Although nothing explicit, there were some subtle political points made, and they tied Saddleback firmly to one main feature of the political-culture wars: the defense of heterosexual marriage. The conservatism of the church was evident in Saddleback Staff’s “10 Commandments.” Number 1 linked lunch with lust: “Thou shalt not go to lunch alone with the opposite sex.” Number 4 honed in on the homefront: “Thou shalt not visit the opposite sex alone at home.” Each commandment assumes heterosexuality not only on the part of the staff member, but also on the part of the church member. What is unspoken, of course, is the opinion that homosexuality, bisexuality, or anything beyond monogamous heterosexuality is unthinkable for their congregation.

But there were some elements of the sermon and the church’s webpage that gestured beyond the stereotypes of conservative evangelicalism. There was no mention of Mitt Romney or Barack Obama during the sermon—or even that an election was taking place. Unlike Billy Graham’s ministry, Saddleback’s website had not removed its pages that presented Mormonism as an “other religion” or “cult” like “Wicca” or “Scientology.” Even more, the first point in the sermon was defined by “audacity.” For politically informed listeners, this word is clearly charged with Obama-esque meaning. The title of his political manifesto, The Audacity of Hope, were words taken from his Chicago pastor Jeremiah Wright.

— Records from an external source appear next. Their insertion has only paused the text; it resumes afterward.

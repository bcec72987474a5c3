//! # cirrus-core — Rule-Based Entity Extraction
//!
//! Pulls structured entities out of free text: links, dates, quantities with
//! physical units, cardinal-number words and monetary amounts. The engine is
//! deterministic and single-pass; there is no parsing, tagging or learning.
//!
//! ## Architecture
//!
//! 1.  **Input**: raw text.
//! 2.  **Tokenization** ([`tokenizer`]): split on whitespace, control characters and `; , !`.
//! 3.  **Recognizer chain** ([`recognizers`]): link → date → proper noun (reserved) →
//!     quantity → cardinal → currency, first match wins, one token of lookahead.
//!     - [`date`]: date parsing and UTC normalization.
//!     - [`numeral`] and [`units`]: numeric spans and unit spellings.
//!     - [`dictionary`]: trie of cardinal words.
//! 4.  **Output**: a list of [`Entity`] values in input order.
//!
//! ## Example
//!
//! ```rust
//! use cirrus_core::{EntityKind, Pipeline, Unit};
//!
//! let pipeline = Pipeline::embedded().unwrap();
//! let entities = pipeline.recognize("length of 20m");
//!
//! assert_eq!(entities[2].kind, EntityKind::Quantity);
//! assert_eq!(entities[2].value, "20");
//! assert_eq!(entities[2].unit(), Some(Unit::Meters));
//! ```

use std::sync::LazyLock;

pub mod date;
pub mod dictionary;
pub mod entity;
pub mod error;
pub mod numeral;
pub mod pipeline;
pub mod recognizers;
pub mod tokenizer;
pub mod units;

pub use dictionary::CardinalDictionary;
pub use entity::{Entity, EntityData, EntityKind};
pub use error::{CirrusError, Result};
pub use pipeline::{Pipeline, PipelineEvent};
pub use recognizers::Recognizer;
pub use tokenizer::{tokenize, Token};
pub use units::{has_unit, Unit};

static SHARED: LazyLock<Result<Pipeline>> = LazyLock::new(Pipeline::embedded);

/// Recognizes entities with a process-wide pipeline built from the embedded
/// word list on first use.
///
/// Fails only if that pipeline could not be built.
pub fn recognize(text: &str) -> Result<Vec<Entity>> {
    SHARED
        .as_ref()
        .map(|pipeline| pipeline.recognize(text))
        .map_err(|e| CirrusError::DictionaryUnavailable(e.to_string()))
}

#[cfg(test)]
mod tests {
    use super::*;

    #[test]
    fn test_shared_recognize() {
        let entities = recognize("two dozen").unwrap();
        assert_eq!(entities.len(), 2);
        assert!(entities.iter().all(|e| e.kind == EntityKind::Cardinal));
    }

    #[test]
    fn test_shared_pipeline_across_threads() {
        let handles: Vec<_> = (0..4)
            .map(|i| std::thread::spawn(move || recognize(&format!("{i} ft")).unwrap()))
            .collect();
        for handle in handles {
            let entities = handle.join().unwrap();
            assert_eq!(entities[0].unit(), Some(Unit::Feet));
        }
    }
}
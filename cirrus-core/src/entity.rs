//! # Entity Kinds and Results
//!
//! Every token the pipeline sees becomes one [`Entity`] (two for a currency
//! amount such as `$20`).
//!
//! | Kind         | Wire name    | Example value            |
//! |--------------|--------------|--------------------------|
//! | None         | `none`       | `something`              |
//! | Link         | `link`       | `https://google.com/`    |
//! | Quantity     | `quantity`   | `20`, `10.22`, `5e-3`    |
//! | Date         | `date`       | `2015-02-11 00:00:00 UTC`|
//! | Organization | `org`        | reserved                 |
//! | Cardinal     | `cardinal`   | `dozen`                  |
//! | Money        | `monetary`   | `$`                      |
//! | Event        | `event`      | reserved                 |
//!
//! `Organization` and `Event` have no recognizer yet and never appear in
//! output.

use serde::{Deserialize, Serialize};

use crate::tokenizer::Token;
use crate::units::Unit;

/// Semantic category of an entity.
#[derive(Debug, Clone, Copy, PartialEq, Eq, Hash, Serialize, Deserialize)]
pub enum EntityKind {
    /// Matched no recognizer.
    #[serde(rename = "none")]
    None,
    #[serde(rename = "link")]
    Link,
    #[serde(rename = "quantity")]
    Quantity,
    #[serde(rename = "date")]
    Date,
    /// Reserved for proper-noun recognition, which is not implemented.
    #[serde(rename = "org")]
    Organization,
    #[serde(rename = "cardinal")]
    Cardinal,
    #[serde(rename = "monetary")]
    Money,
    /// Reserved, no recognizer produces it.
    #[serde(rename = "event")]
    Event,
}

impl EntityKind {
    /// Wire name of the kind (for serialization and UI).
    pub fn name(&self) -> &'static str {
        match self {
            EntityKind::None => "none",
            EntityKind::Link => "link",
            EntityKind::Quantity => "quantity",
            EntityKind::Date => "date",
            EntityKind::Organization => "org",
            EntityKind::Cardinal => "cardinal",
            EntityKind::Money => "monetary",
            EntityKind::Event => "event",
        }
    }

    /// CSS color used to highlight the kind in the demo UI.
    pub fn color(&self) -> &'static str {
        match self {
            EntityKind::None => "transparent",
            EntityKind::Link => "#3b82f6",
            EntityKind::Quantity => "#10b981",
            EntityKind::Date => "#f59e0b",
            EntityKind::Organization => "#6b7280",
            EntityKind::Cardinal => "#8b5cf6",
            EntityKind::Money => "#ef4444",
            EntityKind::Event => "#6b7280",
        }
    }
}

impl std::fmt::Display for EntityKind {
    fn fmt(&self, f: &mut std::fmt::Formatter<'_>) -> std::fmt::Result {
        f.write_str(self.name())
    }
}

/// Payload attached to an entity. Only quantities carry one today.
#[derive(Debug, Clone, Copy, PartialEq, Eq, Serialize, Deserialize)]
#[serde(rename_all = "snake_case")]
pub enum EntityData {
    Unit(Unit),
}

/// A classified piece of the input text.
#[derive(Debug, Clone, PartialEq, Eq, Serialize, Deserialize)]
pub struct Entity {
    pub kind: EntityKind,
    /// Free-form annotation (e.g. a chart label). Recognizers leave it empty.
    #[serde(default)]
    pub label: String,
    #[serde(default, skip_serializing_if = "Option::is_none")]
    pub data: Option<EntityData>,
    /// Literal substring, or a normalized value for links and dates.
    pub value: String,
    /// Start byte offset in the original text (inclusive).
    pub start: usize,
    /// End byte offset in the original text (exclusive).
    pub end: usize,
}

impl Entity {
    /// Entity covering the whole token.
    pub fn from_token(kind: EntityKind, token: &Token, value: impl Into<String>) -> Self {
        Self {
            kind,
            label: String::new(),
            data: None,
            value: value.into(),
            start: token.start,
            end: token.end,
        }
    }

    /// Entity covering `len` bytes of `token` starting `offset` bytes in.
    pub fn from_token_part(kind: EntityKind, token: &Token, offset: usize, len: usize) -> Self {
        let value = &token.text[offset..offset + len];
        Self {
            kind,
            label: String::new(),
            data: None,
            value: value.to_string(),
            start: token.start + offset,
            end: token.start + offset + len,
        }
    }

    pub fn with_unit(mut self, unit: Option<Unit>) -> Self {
        self.data = unit.map(EntityData::Unit);
        self
    }

    /// Unit carried by a quantity, if any.
    pub fn unit(&self) -> Option<Unit> {
        match self.data {
            Some(EntityData::Unit(unit)) => Some(unit),
            None => None,
        }
    }
}
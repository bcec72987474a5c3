//! # Date Parsing
//!
//! Best-effort parser for the date formats people commonly write in free text.
//!
//! | Shape                 | Example                  |
//! |-----------------------|--------------------------|
//! | `M/D/YYYY`, `M/D/YY`  | `2/11/2015`, `3/12/21`   |
//! | `YYYY-MM-DD`          | `2015-02-11`             |
//! | `YYYY/MM/DD`          | `2015/02/11`             |
//! | `M-D-YYYY`            | `2-11-2015`              |
//! | `D.M.YYYY`            | `11.02.2015`             |
//! | `YYYY.MM.DD`          | `2015.02.11`             |
//! | `D-Mon-YYYY`          | `11-Feb-2015`            |
//! | ISO date-time         | `2015-02-11T08:30:00`    |
//! | RFC 3339              | `2015-02-11T08:30:00Z`   |
//!
//! Slash and dash dates are read month-first. Values without an explicit
//! offset are taken as UTC and every result is converted to UTC; there is no
//! attempt to guess the writer's local timezone.

use std::sync::LazyLock;

use chrono::{DateTime, Datelike, NaiveDate, NaiveDateTime, Utc};
use regex::Regex;

/// Rejects tokens that cannot be a date before any format is tried.
static DATE_SHAPE: LazyLock<Regex> = LazyLock::new(|| {
    Regex::new(
        r"(?x)^(?:
            \d{1,4}[/.-]\d{1,2}[/.-]\d{2,4}            # numeric day, month and year
          | \d{1,2}-[A-Za-z]{3}-\d{4}                  # 11-Feb-2015
          | \d{4}-\d{2}-\d{2}T[0-9:.]+(?:Z|[+-][0-9:]+)?  # ISO / RFC 3339
        )$",
    )
    .expect("date shape regex is valid")
});

/// Date-only formats, in the order they are tried. Two-digit year formats
/// come first because `%Y` also accepts a two-digit year.
const DATE_FORMATS: &[&str] = &[
    "%m/%d/%y",
    "%m-%d-%y",
    "%d.%m.%y",
    "%m/%d/%Y",
    "%Y-%m-%d",
    "%Y/%m/%d",
    "%m-%d-%Y",
    "%d.%m.%Y",
    "%Y.%m.%d",
    "%d-%b-%Y",
];

/// `%Y` reads any number of digits; years below this are a misread field.
const MIN_YEAR: i32 = 1000;

/// Date-time formats without an offset.
const DATETIME_FORMATS: &[&str] = &["%Y-%m-%dT%H:%M:%S", "%Y-%m-%dT%H:%M:%S%.f", "%Y-%m-%dT%H:%M"];

/// Parses `token` as a date or date-time, normalized to UTC.
pub fn parse_date(token: &str) -> Option<DateTime<Utc>> {
    if !DATE_SHAPE.is_match(token) {
        return None;
    }

    if let Ok(dt) = DateTime::parse_from_rfc3339(token) {
        return Some(dt.with_timezone(&Utc));
    }

    DATETIME_FORMATS
        .iter()
        .find_map(|fmt| NaiveDateTime::parse_from_str(token, fmt).ok())
        .or_else(|| {
            DATE_FORMATS
                .iter()
                .filter_map(|fmt| NaiveDate::parse_from_str(token, fmt).ok())
                .find(|date| date.year() >= MIN_YEAR)
                .and_then(|date| date.and_hms_opt(0, 0, 0))
        })
        .map(|naive| naive.and_utc())
}

/// Formats a parsed date the way it appears in an entity value (`2015-02-11 00:00:00 UTC`).
pub fn format_date(date: &DateTime<Utc>) -> String {
    date.to_string()
}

The apolitical feel of the sermon was matched by my trip to the church. I ventured on Sunday morning to Saddleback’s physical space in Orange County. There seemed almost no indication that profound political moments were at hand. I witnessed hardly any political bumper stickers in the massive parking lot. I overheard no chatter about Romney or Obama, this proposition or that proposition. At one point, I mentioned how glad I was to be away from my television and the non-stop political ads; the group around me laughed as if they completely understood. If anything, Saddleback seemed the only apolitical space I’ve encountered recently—other than watching sports.

But Saddleback’s appearance masks some overt political positions. Just minutes before the 9 a.m. service began, Pastor Rick tweeted, “Why would anyone jobless today vote to maintain the status quo instead of change? Unemployment is STILL HIGHER than 4 yrs ago.” Knowing that the sermon was about employment issues and that Pastor Rick did not mention the election, I was struck by the magic of modern media. Just as Internet video technology allowed me to “watch alone,” new social media allowed Pastor Rick to make his political point without stating it from the pulpit. He was able to leverage his pastoral power for political influence—but without church stationary or from the pulpit lectionary. In this case, new technology allowed him to have both his apolitical pulpit and his partisan presentation. It was the ultimate example of having his cake and eating it too.

Iglesia Luterana Memorial
Katy, Texas
By Ken Chitwood

Below a large, stained-glass mosaic of the cross are the words, “Ein feste burg ist unser gott.” German for “a mighty fortress is our God,” they are from a hymn written by religious reformer Martin Luther. In front of this impressive array, the Rev. Dimas Jimenez leads worship for Iglesia Luterana Memorial, a Spanish-language congregation in the town of Katy, a suburb of Houston, Texas. These Latino Lutherans are part of an increasingly diverse, and difficult to qualify, Latino religious population. They eschew Luther’s German hymns for Spanish worship songs, and this Sunday, they join together in singing a popular praise song, “Tu Bandera.”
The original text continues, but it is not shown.